Task to carry out —
This task calls for copying every line of the records that includes the word "entry".

Source records:
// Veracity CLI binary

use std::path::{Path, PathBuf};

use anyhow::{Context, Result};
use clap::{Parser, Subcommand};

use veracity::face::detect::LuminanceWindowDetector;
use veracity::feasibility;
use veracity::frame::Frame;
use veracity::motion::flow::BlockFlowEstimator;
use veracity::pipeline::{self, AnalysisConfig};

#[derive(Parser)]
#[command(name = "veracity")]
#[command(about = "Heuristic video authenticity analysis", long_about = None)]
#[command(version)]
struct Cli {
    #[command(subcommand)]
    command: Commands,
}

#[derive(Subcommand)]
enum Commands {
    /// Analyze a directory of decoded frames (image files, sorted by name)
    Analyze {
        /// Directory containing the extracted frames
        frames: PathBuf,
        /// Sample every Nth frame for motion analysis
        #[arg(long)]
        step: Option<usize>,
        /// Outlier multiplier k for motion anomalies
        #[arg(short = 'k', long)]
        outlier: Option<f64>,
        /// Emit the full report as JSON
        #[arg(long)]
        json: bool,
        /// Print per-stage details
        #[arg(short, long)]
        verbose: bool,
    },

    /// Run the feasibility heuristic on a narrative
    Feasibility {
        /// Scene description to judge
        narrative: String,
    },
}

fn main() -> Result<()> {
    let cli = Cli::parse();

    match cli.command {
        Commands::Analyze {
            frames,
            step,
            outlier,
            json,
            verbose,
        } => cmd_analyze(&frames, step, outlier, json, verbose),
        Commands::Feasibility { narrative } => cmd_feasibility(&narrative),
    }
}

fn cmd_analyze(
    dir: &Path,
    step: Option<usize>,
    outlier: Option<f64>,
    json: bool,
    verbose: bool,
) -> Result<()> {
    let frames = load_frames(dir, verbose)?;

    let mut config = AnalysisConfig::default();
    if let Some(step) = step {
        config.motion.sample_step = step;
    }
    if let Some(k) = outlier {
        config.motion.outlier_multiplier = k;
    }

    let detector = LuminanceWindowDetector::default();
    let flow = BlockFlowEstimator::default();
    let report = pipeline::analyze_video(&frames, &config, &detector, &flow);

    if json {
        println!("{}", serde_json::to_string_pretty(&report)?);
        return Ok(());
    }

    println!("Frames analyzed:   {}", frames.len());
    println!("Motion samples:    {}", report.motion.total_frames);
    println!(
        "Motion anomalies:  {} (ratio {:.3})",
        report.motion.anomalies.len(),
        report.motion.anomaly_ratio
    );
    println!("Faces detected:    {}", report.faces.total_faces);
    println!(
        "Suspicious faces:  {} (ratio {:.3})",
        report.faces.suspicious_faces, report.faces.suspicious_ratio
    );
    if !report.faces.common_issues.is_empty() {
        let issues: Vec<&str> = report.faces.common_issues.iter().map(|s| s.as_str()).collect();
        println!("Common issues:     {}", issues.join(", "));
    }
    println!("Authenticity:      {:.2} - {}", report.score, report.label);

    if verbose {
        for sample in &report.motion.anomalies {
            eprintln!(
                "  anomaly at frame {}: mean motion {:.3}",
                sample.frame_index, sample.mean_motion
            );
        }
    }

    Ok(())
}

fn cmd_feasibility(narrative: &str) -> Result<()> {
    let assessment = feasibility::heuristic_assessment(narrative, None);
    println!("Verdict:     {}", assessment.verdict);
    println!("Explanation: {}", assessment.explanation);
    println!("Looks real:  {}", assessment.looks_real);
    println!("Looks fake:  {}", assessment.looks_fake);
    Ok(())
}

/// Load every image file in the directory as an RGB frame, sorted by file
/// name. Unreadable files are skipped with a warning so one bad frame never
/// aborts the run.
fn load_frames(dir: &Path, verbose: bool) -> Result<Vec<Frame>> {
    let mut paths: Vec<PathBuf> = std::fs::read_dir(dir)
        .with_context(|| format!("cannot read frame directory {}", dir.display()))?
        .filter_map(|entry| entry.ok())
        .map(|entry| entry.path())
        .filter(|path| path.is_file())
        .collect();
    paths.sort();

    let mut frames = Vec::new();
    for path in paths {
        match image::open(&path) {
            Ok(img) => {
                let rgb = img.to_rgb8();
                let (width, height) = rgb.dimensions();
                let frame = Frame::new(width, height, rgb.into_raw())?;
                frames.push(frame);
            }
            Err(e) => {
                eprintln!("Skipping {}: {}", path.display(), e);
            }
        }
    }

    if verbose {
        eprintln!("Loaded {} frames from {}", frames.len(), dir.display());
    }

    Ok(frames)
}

Written answer —
        .filter_map(|entry| entry.ok())
        .map(|entry| entry.path())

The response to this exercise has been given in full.